(Stored records)
┏━━

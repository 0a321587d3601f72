//! Configuration types shared across crates.

use serde::{Deserialize, Serialize};
use std::path::PathBuf;
use std::time::Duration;

/// Default minimum part size: 8 MiB.
pub const DEFAULT_MIN_PART_SIZE: u64 = 8 * 1024 * 1024;

/// Default upper bound on the number of parts per file.
pub const DEFAULT_MAX_PART_COUNT: u64 = 10_000;

/// Number of download jobs per `download:create` broadcast.
pub const DEFAULT_DOWNLOAD_BATCH_SIZE: usize = 1024;

/// Top-level configuration, assembled from defaults, an optional TOML file,
/// `FERRY_*` environment variables and command-line flags.
#[derive(Clone, Debug, Default, Serialize, Deserialize)]
pub struct AppConfig {
    #[serde(default)]
    pub metadata: MetadataConfig,
    #[serde(default)]
    pub server: ServerConfig,
    #[serde(default)]
    pub client: ClientConfig,
}

impl AppConfig {
    /// Validate every section.
    pub fn validate(&self) -> Result<(), String> {
        self.metadata.validate()?;
        self.server.validate()?;
        self.client.validate()
    }

    /// Configuration suitable for tests: in-memory SQLite and short timers.
    pub fn for_testing() -> Self {
        Self {
            metadata: MetadataConfig::Sqlite {
                path: PathBuf::from(":memory:"),
            },
            server: ServerConfig::for_testing(),
            client: ClientConfig::for_testing(),
        }
    }
}

/// Metadata store configuration.
#[derive(Clone, Debug, Serialize, Deserialize)]
#[serde(tag = "type", rename_all = "lowercase")]
pub enum MetadataConfig {
    /// SQLite database file. Use `:memory:` for a throwaway store.
    Sqlite { path: PathBuf },
    /// PostgreSQL connection URL.
    Postgres {
        url: String,
        #[serde(default = "default_max_connections")]
        max_connections: u32,
    },
}

fn default_max_connections() -> u32 {
    10
}

impl Default for MetadataConfig {
    fn default() -> Self {
        Self::Sqlite {
            path: PathBuf::from("./data/ferry.db"),
        }
    }
}

impl MetadataConfig {
    /// Build from the `--database-type` / `--connection-string` pair.
    pub fn from_connection(database_type: &str, connection_string: &str) -> Result<Self, String> {
        match database_type {
            "sqlite" => Ok(Self::Sqlite {
                path: PathBuf::from(
                    connection_string
                        .strip_prefix("sqlite://")
                        .or_else(|| connection_string.strip_prefix("sqlite:"))
                        .unwrap_or(connection_string),
                ),
            }),
            "postgres" | "postgresql" => Ok(Self::Postgres {
                url: connection_string.to_string(),
                max_connections: default_max_connections(),
            }),
            other => Err(format!(
                "unsupported database type '{other}' (expected sqlite or postgres)"
            )),
        }
    }

    pub fn validate(&self) -> Result<(), String> {
        match self {
            MetadataConfig::Sqlite { path } if path.as_os_str().is_empty() => {
                Err("sqlite path must not be empty".to_string())
            }
            MetadataConfig::Postgres { url, .. } if url.is_empty() => {
                Err("postgres url must not be empty".to_string())
            }
            MetadataConfig::Postgres {
                max_connections: 0,
                ..
            } => Err("postgres max_connections must be at least 1".to_string()),
            _ => Ok(()),
        }
    }
}

/// Signed URL lifetimes handed to storage backends.
#[derive(Clone, Debug, Serialize, Deserialize)]
pub struct StorageSettings {
    #[serde(default = "default_upload_url_ttl_secs")]
    pub upload_url_ttl_secs: u64,
    #[serde(default = "default_download_url_ttl_secs")]
    pub download_url_ttl_secs: u64,
}

fn default_upload_url_ttl_secs() -> u64 {
    3600
}

fn default_download_url_ttl_secs() -> u64 {
    6 * 3600
}

impl Default for StorageSettings {
    fn default() -> Self {
        Self {
            upload_url_ttl_secs: default_upload_url_ttl_secs(),
            download_url_ttl_secs: default_download_url_ttl_secs(),
        }
    }
}

impl StorageSettings {
    pub fn upload_url_ttl(&self) -> Duration {
        Duration::from_secs(self.upload_url_ttl_secs)
    }

    pub fn download_url_ttl(&self) -> Duration {
        Duration::from_secs(self.download_url_ttl_secs)
    }
}

/// Coordinating server configuration.
#[derive(Clone, Debug, Serialize, Deserialize)]
pub struct ServerConfig {
    /// Bind host; the port is configured separately.
    #[serde(default = "default_bind")]
    pub bind: String,
    #[serde(default = "default_port")]
    pub port: u16,
    /// Public key used to verify session tokens (`name:base64`).
    #[serde(default)]
    pub public_key_file: Option<PathBuf>,
    /// Fallback interval between reconciliation passes.
    #[serde(default = "default_reconcile_interval_secs")]
    pub reconcile_interval_secs: u64,
    #[serde(default = "default_download_batch_size")]
    pub download_batch_size: usize,
    /// How long a `download:create` broadcast waits for acknowledgements.
    #[serde(default = "default_ack_timeout_secs")]
    pub ack_timeout_secs: u64,
    #[serde(default)]
    pub storage: StorageSettings,
}

fn default_bind() -> String {
    "0.0.0.0".to_string()
}

fn default_port() -> u16 {
    8080
}

fn default_reconcile_interval_secs() -> u64 {
    30
}

fn default_download_batch_size() -> usize {
    DEFAULT_DOWNLOAD_BATCH_SIZE
}

fn default_ack_timeout_secs() -> u64 {
    60
}

impl Default for ServerConfig {
    fn default() -> Self {
        Self {
            bind: default_bind(),
            port: default_port(),
            public_key_file: None,
            reconcile_interval_secs: default_reconcile_interval_secs(),
            download_batch_size: default_download_batch_size(),
            ack_timeout_secs: default_ack_timeout_secs(),
            storage: StorageSettings::default(),
        }
    }
}

impl ServerConfig {
    pub fn for_testing() -> Self {
        Self {
            bind: "127.0.0.1".to_string(),
            port: 0,
            reconcile_interval_secs: 3600,
            ack_timeout_secs: 2,
            ..Self::default()
        }
    }

    pub fn bind_addr(&self) -> String {
        format!("{}:{}", self.bind, self.port)
    }

    pub fn reconcile_interval(&self) -> Duration {
        Duration::from_secs(self.reconcile_interval_secs)
    }

    pub fn ack_timeout(&self) -> Duration {
        Duration::from_secs(self.ack_timeout_secs)
    }

    pub fn validate(&self) -> Result<(), String> {
        if self.download_batch_size == 0 {
            return Err("server.download_batch_size must be at least 1".to_string());
        }
        if self.reconcile_interval_secs == 0 {
            return Err("server.reconcile_interval_secs must be at least 1".to_string());
        }
        if self.ack_timeout_secs == 0 {
            return Err("server.ack_timeout_secs must be at least 1".to_string());
        }
        Ok(())
    }
}

/// Transfer client configuration.
#[derive(Clone, Debug, Serialize, Deserialize)]
pub struct ClientConfig {
    /// Concurrent part transfers.
    #[serde(default = "default_num_threads")]
    pub num_threads: usize,
    /// Threads dedicated to checksum computation. Defaults to the number of
    /// available cores.
    #[serde(default)]
    pub checksum_threads: Option<usize>,
    #[serde(default = "default_min_part_size")]
    pub min_part_size: u64,
    #[serde(default = "default_max_part_count")]
    pub max_part_count: u64,
    /// Retries per part after the first attempt.
    #[serde(default = "default_max_retries")]
    pub max_retries: usize,
    /// Timeout for acknowledged session requests.
    #[serde(default = "default_request_timeout_secs")]
    pub request_timeout_secs: u64,
    /// Parts announced per `upload:create` request.
    #[serde(default = "default_create_batch_size")]
    pub create_batch_size: usize,
}

fn default_num_threads() -> usize {
    4
}

fn default_min_part_size() -> u64 {
    DEFAULT_MIN_PART_SIZE
}

fn default_max_part_count() -> u64 {
    DEFAULT_MAX_PART_COUNT
}

fn default_max_retries() -> usize {
    10
}

fn default_request_timeout_secs() -> u64 {
    60
}

fn default_create_batch_size() -> usize {
    256
}

impl Default for ClientConfig {
    fn default() -> Self {
        Self {
            num_threads: default_num_threads(),
            checksum_threads: None,
            min_part_size: default_min_part_size(),
            max_part_count: default_max_part_count(),
            max_retries: default_max_retries(),
            request_timeout_secs: default_request_timeout_secs(),
            create_batch_size: default_create_batch_size(),
        }
    }
}

impl ClientConfig {
    pub fn for_testing() -> Self {
        Self {
            num_threads: 2,
            checksum_threads: Some(2),
            min_part_size: 4,
            max_retries: 1,
            request_timeout_secs: 5,
            ..Self::default()
        }
    }

    pub fn checksum_threads(&self) -> usize {
        self.checksum_threads.unwrap_or_else(|| {
            std::thread::available_parallelism()
                .map(|n| n.get())
                .unwrap_or(1)
        })
    }

    pub fn request_timeout(&self) -> Duration {
        Duration::from_secs(self.request_timeout_secs)
    }

    pub fn validate(&self) -> Result<(), String> {
        if self.num_threads == 0 {
            return Err("client.num_threads must be at least 1".to_string());
        }
        if self.checksum_threads == Some(0) {
            return Err("client.checksum_threads must be at least 1".to_string());
        }
        if self.min_part_size == 0 {
            return Err("client.min_part_size must be at least 1".to_string());
        }
        if self.max_part_count == 0 {
            return Err("client.max_part_count must be at least 1".to_string());
        }
        if self.create_batch_size == 0 {
            return Err("client.create_batch_size must be at least 1".to_string());
        }
        Ok(())
    }
}

#[cfg(test)]
mod tests {
    use super::*;

    #[test]
    fn test_defaults_validate() {
        AppConfig::default().validate().unwrap();
        AppConfig::for_testing().validate().unwrap();
    }

    #[test]
    fn test_metadata_config_from_connection() {
        match MetadataConfig::from_connection("sqlite", "sqlite://data/x.db").unwrap() {
            MetadataConfig::Sqlite { path } => assert_eq!(path, PathBuf::from("data/x.db")),
            other => panic!("unexpected config: {other:?}"),
        }
        match MetadataConfig::from_connection("postgres", "postgres://u:p@h/db").unwrap() {
            MetadataConfig::Postgres {
                url,
                max_connections,
            } => {
                assert_eq!(url, "postgres://u:p@h/db");
                assert_eq!(max_connections, 10);
            }
            other => panic!("unexpected config: {other:?}"),
        }
        assert!(MetadataConfig::from_connection("mysql", "x").is_err());
    }

    #[test]
    fn test_metadata_config_tagged_serde() {
        let config: MetadataConfig =
            serde_json::from_str(r#"{"type":"postgres","url":"postgres://h/db"}"#).unwrap();
        assert!(matches!(
            config,
            MetadataConfig::Postgres {
                max_connections: 10,
                ..
            }
        ));
    }

    #[test]
    fn test_partial_server_config_uses_defaults() {
        let config: ServerConfig = serde_json::from_str(r#"{"port":9000}"#).unwrap();
        assert_eq!(config.port, 9000);
        assert_eq!(config.download_batch_size, DEFAULT_DOWNLOAD_BATCH_SIZE);
        assert_eq!(config.ack_timeout(), Duration::from_secs(60));
        assert_eq!(config.bind_addr(), "0.0.0.0:9000");
    }

    #[test]
    fn test_invalid_client_config() {
        let config = ClientConfig {
            num_threads: 0,
            ..ClientConfig::default()
        };
        assert!(config.validate().is_err());
        let config = ClientConfig {
            checksum_threads: Some(0),
            ..ClientConfig::default()
        };
        assert!(config.validate().is_err());
    }
}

┗━━

** DIRECTIONS **
Could you report how many lines in the data above include the word "broadcast"? Give the number and nothing more.

** SOLUTION TO THE PROBLEM **
2